§ What is expected
Among the entries below, find each line holding "ApiError" and return it.

§ Stored items
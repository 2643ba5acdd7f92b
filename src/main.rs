//! # Storeline Main Entry Point
//!
//! Loads the first catalog page, applies the requested sort and search, and
//! prints the resulting screen.

use anyhow::{bail, Result};
use storeline::cmd_args::CommandLineArgs;
use storeline::logging::init_tracing_subscriber;
use storeline::views::render_screen;
use storeline::{CatalogViewModel, ClientConfig, HttpPhotoApi, RemoteItemRepository, Screen};

#[tokio::main]
async fn main() -> Result<()> {
    init_tracing_subscriber();

    let cmd_args = CommandLineArgs::parse();
    tracing::debug!("Command line arguments: {:?}", cmd_args);

    let config = ClientConfig::load(cmd_args.profile())?;
    if cmd_args.verbose() {
        eprintln!("Using {} (profile '{}')", config.base_url(), cmd_args.profile());
    }

    let api = HttpPhotoApi::new(config)?;
    let mut screen = Screen::new(CatalogViewModel::with_error_mode(
        RemoteItemRepository::new(api),
        cmd_args.error_mode(),
    ));

    // Each step settles before the next so the steps see each other's results
    screen.load_initial(cmd_args.per_page());
    screen.settle().await;

    if let Some(option) = cmd_args.sort() {
        if cmd_args.remote() {
            screen.fetch_sorted(option);
        } else {
            screen.apply_sort(option);
        }
        screen.settle().await;
    }

    if let Some(query) = cmd_args.search() {
        if cmd_args.remote() {
            screen.search_remote(query);
        } else {
            screen.apply_search(query);
        }
        screen.settle().await;
    }

    let state = screen.state();
    print!("{}", render_screen(&state));

    if let Some(error) = state.error {
        bail!("failed to load catalog: {error}");
    }
    Ok(())
}
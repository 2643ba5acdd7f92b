//! Shared helpers for storeline integration tests

#![allow(dead_code)]

use serde_json::{json, Value};
use storeline::{ClientConfig, HttpPhotoApi};
use wiremock::matchers::{header, method, path};
use wiremock::{Mock, MockServer, ResponseTemplate};

pub const ACCESS_KEY: &str = "test-access-key";

/// Build a photo record the way the upstream API serialises it
pub fn photo(id: &str, color: &str, description: &str, likes: u32) -> Value {
    json!({
        "id": id,
        "color": color,
        "description": description,
        "likes": likes,
        "urls": {
            "raw": format!("https://images.example/{id}?raw"),
            "regular": format!("u{id}"),
        },
        "width": 4000,
        "height": 3000,
    })
}

/// The two-item listing used by the documented scenarios
pub fn red_and_blue() -> Value {
    json!([photo("1", "Red", "Acme", 10), photo("2", "Blue", "Acme", 5)])
}

pub fn api_for(server: &MockServer) -> HttpPhotoApi {
    let config = ClientConfig::new(&server.uri(), ACCESS_KEY).expect("valid mock server URL");
    HttpPhotoApi::new(config).expect("reqwest client")
}

/// Client pointed at a local port nothing listens on
pub fn unreachable_api() -> HttpPhotoApi {
    let listener = std::net::TcpListener::bind("127.0.0.1:0").expect("bind ephemeral port");
    let port = listener.local_addr().expect("local address").port();
    drop(listener);

    let config = ClientConfig::new(&format!("http://127.0.0.1:{port}"), ACCESS_KEY)
        .expect("valid loopback URL");
    HttpPhotoApi::new(config).expect("reqwest client")
}

/// Serve `body` on `GET {endpoint}` for authorised requests
pub async fn mount_json(server: &MockServer, endpoint: &str, body: Value) {
    Mock::given(method("GET"))
        .and(path(endpoint))
        .and(header("Authorization", format!("Client-ID {ACCESS_KEY}").as_str()))
        .respond_with(ResponseTemplate::new(200).set_body_json(body))
        .mount(server)
        .await;
}
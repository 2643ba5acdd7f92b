//! # Item Repository
//!
//! Adapts the photo API to catalog items. Every operation maps raw records
//! through [`DisplayItem::from_remote`]; sorted and search fetches always use
//! the first page with a fixed window of [`FETCH_ALL_WINDOW`] items.

pub mod silent;

pub use silent::SilentRepository;

use crate::api::{ApiError, PageRequest, PhotoApi};
use crate::models::{sort_remote_items, DisplayItem, RemoteItem, SortOption};
use async_trait::async_trait;

/// Number of items requested when sorting or searching the whole catalog
pub const FETCH_ALL_WINDOW: u32 = 100;

/// Result type shared by repository operations
pub type RepositoryResult = Result<Vec<DisplayItem>, ApiError>;

/// Catalog operations consumed by the view model
#[async_trait]
pub trait ItemRepository: Send + Sync {
    /// One page of items in upstream order
    async fn get_paginated_items(&self, request: PageRequest) -> RepositoryResult;

    /// A fresh fetch of the first window, sorted ascending by `option`
    async fn get_sorted_items(&self, option: SortOption) -> RepositoryResult;

    /// Server-side search narrowed to items whose name or brand contain `query`
    async fn search_items(&self, query: &str) -> RepositoryResult;
}

/// Repository backed by a [`PhotoApi`]
#[derive(Debug, Clone)]
pub struct RemoteItemRepository<A> {
    api: A,
}

impl<A: PhotoApi> RemoteItemRepository<A> {
    pub fn new(api: A) -> Self {
        Self { api }
    }

    pub fn api(&self) -> &A {
        &self.api
    }

    fn fetch_all_window() -> PageRequest {
        PageRequest::new(1, FETCH_ALL_WINDOW)
    }
}

fn to_display_items(items: Vec<RemoteItem>) -> Vec<DisplayItem> {
    items.into_iter().map(DisplayItem::from_remote).collect()
}

#[async_trait]
impl<A: PhotoApi> ItemRepository for RemoteItemRepository<A> {
    async fn get_paginated_items(&self, request: PageRequest) -> RepositoryResult {
        let items = self.api.fetch_page(request).await?;
        tracing::debug!(
            "Fetched {} items for page {} (per_page {})",
            items.len(),
            request.page(),
            request.per_page()
        );
        Ok(to_display_items(items))
    }

    async fn get_sorted_items(&self, option: SortOption) -> RepositoryResult {
        let mut items = self.api.fetch_page(Self::fetch_all_window()).await?;
        sort_remote_items(&mut items, option);
        tracing::debug!("Fetched {} items sorted by {}", items.len(), option);
        Ok(to_display_items(items))
    }

    async fn search_items(&self, query: &str) -> RepositoryResult {
        let items = self.api.search(query, Self::fetch_all_window()).await?;
        let total = items.len();
        let display_items: Vec<DisplayItem> = to_display_items(items)
            .into_iter()
            .filter(|item| crate::models::matches_query(item, query))
            .collect();
        tracing::debug!(
            "Search '{}' returned {} items, {} kept after filtering",
            query,
            total,
            display_items.len()
        );
        Ok(display_items)
    }
}
//! # Terminal View
//!
//! Renders a [`ScreenState`] as plain text cards. The view only reads state;
//! all changes go through the view model.

use crate::models::{DisplayItem, ScreenState};
use std::fmt::Write;

const LOADING_LINE: &str = "Loading...";
const EMPTY_LINE: &str = "No items";

/// Render the whole screen
pub fn render_screen(state: &ScreenState) -> String {
    if state.is_loading {
        return format!("{LOADING_LINE}\n");
    }

    let mut out = String::new();
    if let Some(error) = &state.error {
        let _ = writeln!(out, "Error: {error}");
    }

    if state.items.is_empty() {
        out.push_str(EMPTY_LINE);
        out.push('\n');
        return out;
    }

    let _ = writeln!(
        out,
        "{} items (sorted by {})",
        state.items.len(),
        state.sort_option
    );
    for item in &state.items {
        out.push('\n');
        out.push_str(&render_card(item));
    }
    out
}

/// Render one product card
pub fn render_card(item: &DisplayItem) -> String {
    let name = if item.name.is_empty() {
        "(unnamed)"
    } else {
        item.name.as_str()
    };
    let mut card = String::new();
    let _ = writeln!(card, "{name}  ${:.2}", item.price);
    if !item.brand.is_empty() {
        let _ = writeln!(card, "  {}", item.brand);
    }
    let _ = writeln!(card, "  {}", item.image_url);
    card
}
//! # Storeline - Product Catalog over a Photo API
//!
//! Lists, sorts and searches catalog items sourced from a photo API.
//! Built with a small MVVM stack so the view layer stays replaceable.
//!
//! ## Architecture
//!
//! ```text
//! ┌─────────────┐  subscribe  ┌──────────────────┐  calls  ┌──────────────┐
//! │    View     │◄────────────│ CatalogViewModel │────────►│  Repository  │
//! │             │             │                  │         │              │
//! │ - Cards     │             │ - ScreenState    │         │ - Mapping    │
//! │ - Spinner   │             │ - Sort / search  │         │ - Sort/filter│
//! └─────────────┘             └──────────────────┘         └──────┬───────┘
//!        ▲                             ▲                          │
//!        │ operations                  │ tasks                    ▼
//!        │                      ┌──────────────┐          ┌──────────────┐
//!        └──────────────────────│    Screen    │          │   PhotoApi   │
//!                               │ (task scope) │          │ (HTTP + JSON)│
//!                               └──────────────┘          └──────────────┘
//! ```

pub mod api;
pub mod cmd_args;
pub mod config;
pub mod logging;
pub mod models;
pub mod repository;
pub mod view_models;
pub mod views;

// Re-export main types for easy access
pub use api::{ApiError, HttpPhotoApi, PageRequest, PhotoApi};
pub use config::{ClientConfig, ConfigError};
pub use models::{DisplayItem, RemoteItem, ScreenState, SortOption};
pub use repository::{ItemRepository, RemoteItemRepository, SilentRepository};
pub use view_models::{CatalogViewModel, ErrorMode, Screen};
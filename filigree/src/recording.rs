// Copyright 2025 the Filigree Authors
// SPDX-License-Identifier: Apache-2.0 OR MIT

//! Recording of a frame's draw commands.
//!
//! The recorder walks the accumulated draw calls in insertion order
//! (painter's algorithm; the first submission is at the bottom) and lowers
//! them to an API-agnostic command list the engine executes against its
//! pipelines. The only state it tracks is the currently bound topology, so a
//! run of same-topology draws binds its pipeline once.

use crate::batch::FrameBatch;

/// The three fixed pipeline configurations. They differ only in primitive
/// topology and share one blend state.
#[derive(Clone, Copy, PartialEq, Eq, Debug)]
pub enum Topology {
    /// Triangle fans covering path interiors.
    Fan,
    /// Triangle strips: stroke geometry and fill fringes.
    Strip,
    /// Raw triangle lists.
    List,
}

/// Single command inside a [`DrawList`], executed in order by an engine.
#[derive(Clone, Copy, PartialEq, Eq, Debug)]
pub enum DrawCommand {
    /// Bind the descriptor set of the draw call with this index.
    BindDescriptorSet(u32),
    /// Switch pipelines. Never emitted for the already-bound topology.
    BindPipeline(Topology),
    /// Draw a vertex range out of the frame's shared vertex buffer.
    Draw { first_vertex: u32, vertex_count: u32 },
}

/// List of [`DrawCommand`]s for an engine to execute in order.
#[derive(Default, Debug)]
pub struct DrawList {
    pub commands: Vec<DrawCommand>,
}

impl DrawList {
    /// Lowers a frame into draw commands.
    pub fn record(batch: &FrameBatch) -> Self {
        let mut commands = Vec::new();
        let mut bound: Option<Topology> = None;
        for (ix, call) in batch.calls().iter().enumerate() {
            commands.push(DrawCommand::BindDescriptorSet(ix as u32));
            for segment in &call.segments {
                if !segment.fill.is_empty() {
                    ensure_pipeline(&mut commands, &mut bound, Topology::Fan);
                    commands.push(DrawCommand::Draw {
                        first_vertex: segment.fill.offset,
                        vertex_count: segment.fill.count,
                    });
                }
                if !segment.stroke.is_empty() {
                    ensure_pipeline(&mut commands, &mut bound, Topology::Strip);
                    commands.push(DrawCommand::Draw {
                        first_vertex: segment.stroke.offset,
                        vertex_count: segment.stroke.count,
                    });
                }
            }
            if let Some(triangles) = call.triangles {
                if !triangles.is_empty() {
                    ensure_pipeline(&mut commands, &mut bound, Topology::List);
                    commands.push(DrawCommand::Draw {
                        first_vertex: triangles.offset,
                        vertex_count: triangles.count,
                    });
                }
            }
        }
        Self { commands }
    }

    /// Number of pipeline binds in the list, i.e. the state changes the
    /// recorder could not elide.
    pub fn pipeline_binds(&self) -> usize {
        self.commands
            .iter()
            .filter(|cmd| matches!(cmd, DrawCommand::BindPipeline(_)))
            .count()
    }
}

fn ensure_pipeline(commands: &mut Vec<DrawCommand>, bound: &mut Option<Topology>, wanted: Topology) {
    if *bound != Some(wanted) {
        commands.push(DrawCommand::BindPipeline(wanted));
        *bound = Some(wanted);
    }
}

#[cfg(test)]
mod tests {
    use super::*;
    use crate::paint::{DrawUniforms, Paint, PathVertices, Scissor, Vertex};

    fn uniforms() -> DrawUniforms {
        DrawUniforms::encode(
            &Paint::default(),
            &Scissor::disabled(),
            1.0,
            1.0,
            [800.0, 600.0],
            None,
        )
    }

    fn verts(n: usize) -> Vec<Vertex> {
        vec![Vertex::default(); n]
    }

    #[test]
    fn single_fill_binds_fan_once() {
        let mut batch = FrameBatch::new();
        batch.start(800, 600);
        let fan = verts(6);
        batch.push_fill(
            uniforms(),
            None,
            &[PathVertices {
                fill: &fan,
                stroke: &[],
            }],
            false,
        );
        let list = DrawList::record(&batch);
        assert_eq!(
            list.commands,
            vec![
                DrawCommand::BindDescriptorSet(0),
                DrawCommand::BindPipeline(Topology::Fan),
                DrawCommand::Draw {
                    first_vertex: 0,
                    vertex_count: 6
                },
            ]
        );
    }

    #[test]
    fn consecutive_same_topology_draws_share_one_bind() {
        let mut batch = FrameBatch::new();
        batch.start(800, 600);
        let fan = verts(5);
        for _ in 0..3 {
            batch.push_fill(
                uniforms(),
                None,
                &[PathVertices {
                    fill: &fan,
                    stroke: &[],
                }],
                false,
            );
        }
        let list = DrawList::record(&batch);
        assert_eq!(list.pipeline_binds(), 1);
        // Descriptor sets still rebind per draw call.
        let descriptor_binds = list
            .commands
            .iter()
            .filter(|cmd| matches!(cmd, DrawCommand::BindDescriptorSet(_)))
            .count();
        assert_eq!(descriptor_binds, 3);
    }

    #[test]
    fn fill_with_fringe_alternates_fan_and_strip_per_path() {
        let mut batch = FrameBatch::new();
        batch.start(800, 600);
        let fan = verts(4);
        let fringe = verts(8);
        let paths = [
            PathVertices {
                fill: &fan,
                stroke: &fringe,
            },
            PathVertices {
                fill: &fan,
                stroke: &fringe,
            },
        ];
        batch.push_fill(uniforms(), None, &paths, true);
        let list = DrawList::record(&batch);
        // fan, strip, fan, strip: no elision possible between paths.
        assert_eq!(list.pipeline_binds(), 4);
    }

    #[test]
    fn triangles_use_the_list_pipeline() {
        let mut batch = FrameBatch::new();
        batch.start(800, 600);
        let tris = verts(3);
        batch.push_triangles(uniforms(), None, &tris);
        let list = DrawList::record(&batch);
        assert_eq!(
            list.commands,
            vec![
                DrawCommand::BindDescriptorSet(0),
                DrawCommand::BindPipeline(Topology::List),
                DrawCommand::Draw {
                    first_vertex: 0,
                    vertex_count: 3
                },
            ]
        );
    }

    #[test]
    fn empty_ranges_emit_nothing() {
        let mut batch = FrameBatch::new();
        batch.start(800, 600);
        batch.push_fill(
            uniforms(),
            None,
            &[PathVertices {
                fill: &[],
                stroke: &[],
            }],
            true,
        );
        batch.push_triangles(uniforms(), None, &[]);
        let list = DrawList::record(&batch);
        assert_eq!(
            list.commands,
            vec![
                DrawCommand::BindDescriptorSet(0),
                DrawCommand::BindDescriptorSet(1),
            ]
        );
    }

    #[test]
    fn insertion_order_is_preserved_across_draw_calls() {
        let mut batch = FrameBatch::new();
        batch.start(800, 600);
        let fan = verts(3);
        let strip = verts(4);
        let tris = verts(6);
        batch.push_triangles(uniforms(), None, &tris);
        batch.push_fill(
            uniforms(),
            None,
            &[PathVertices {
                fill: &fan,
                stroke: &[],
            }],
            false,
        );
        batch.push_stroke(
            uniforms(),
            None,
            &[PathVertices {
                fill: &[],
                stroke: &strip,
            }],
        );
        let list = DrawList::record(&batch);
        let draws: Vec<_> = list
            .commands
            .iter()
            .filter_map(|cmd| match cmd {
                DrawCommand::Draw { first_vertex, .. } => Some(*first_vertex),
                _ => None,
            })
            .collect();
        // Offsets grow with submission order: painter's algorithm.
        assert_eq!(draws, vec![0, 6, 9]);
    }
}
// Copyright 2025 the Filigree Authors
// SPDX-License-Identifier: Apache-2.0 OR MIT

//! Shared helpers for the integration tests.
//!
//! Everything here drives the pure core (accumulation, encoding, command
//! recording), so the tests run without a GPU.

use filigree::peniko::Color;
use filigree::{DrawUniforms, Paint, PathVertices, Scissor, TextureFormat, Vertex};
use filigree::low_level::{FrameBatch, TextureStore};

/// A fan of `count` vertices on the unit circle, the shape a tessellator
/// produces for a convex path interior.
pub fn fan_vertices(count: usize) -> Vec<Vertex> {
    (0..count)
        .map(|i| {
            let angle = i as f32 / count as f32 * std::f32::consts::TAU;
            Vertex::new(angle.cos(), angle.sin(), 0.5, 1.0)
        })
        .collect()
}

/// A strip of `count` vertices along a horizontal edge.
pub fn strip_vertices(count: usize) -> Vec<Vertex> {
    (0..count)
        .map(|i| {
            let along = (i / 2) as f32;
            let side = (i % 2) as f32;
            Vertex::new(along, side, side, 1.0)
        })
        .collect()
}

pub fn solid_paint(r: u8, g: u8, b: u8, a: u8) -> Paint {
    Paint::color(Color::rgba8(r, g, b, a))
}

/// Encodes a draw the way the renderer does: texture format resolved from
/// the store at encode time.
pub fn encode(
    batch: &FrameBatch,
    store: &TextureStore,
    paint: &Paint,
    scissor: &Scissor,
    fringe: f32,
    stroke_width: f32,
) -> DrawUniforms {
    let format: Option<TextureFormat> = paint
        .image
        .and_then(|id| store.get(id))
        .map(|tex| tex.format());
    DrawUniforms::encode(
        paint,
        scissor,
        fringe,
        stroke_width,
        batch.view_size(),
        format,
    )
}

/// One fill submission against the batch, mirroring `Renderer::fill`.
pub fn fill(
    batch: &mut FrameBatch,
    store: &TextureStore,
    paint: &Paint,
    scissor: &Scissor,
    fringe: f32,
    paths: &[PathVertices<'_>],
    edge_aa: bool,
) {
    let uniforms = encode(batch, store, paint, scissor, fringe, fringe);
    let texture = paint.image.filter(|&id| store.get(id).is_some());
    batch.push_fill(uniforms, texture, paths, edge_aa);
}

/// One triangles submission against the batch, mirroring
/// `Renderer::triangles`.
pub fn triangles(
    batch: &mut FrameBatch,
    store: &TextureStore,
    paint: &Paint,
    scissor: &Scissor,
    vertices: &[Vertex],
) {
    let uniforms = encode(batch, store, paint, scissor, 1.0, 1.0);
    let texture = paint.image.filter(|&id| store.get(id).is_some());
    batch.push_triangles(uniforms, texture, vertices);
}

§ Response for this exercise
use crate::api::{ApiError, PageRequest, PhotoApi};
pub type RepositoryResult = Result<Vec<DisplayItem>, ApiError>;
pub use api::{ApiError, HttpPhotoApi, PageRequest, PhotoApi};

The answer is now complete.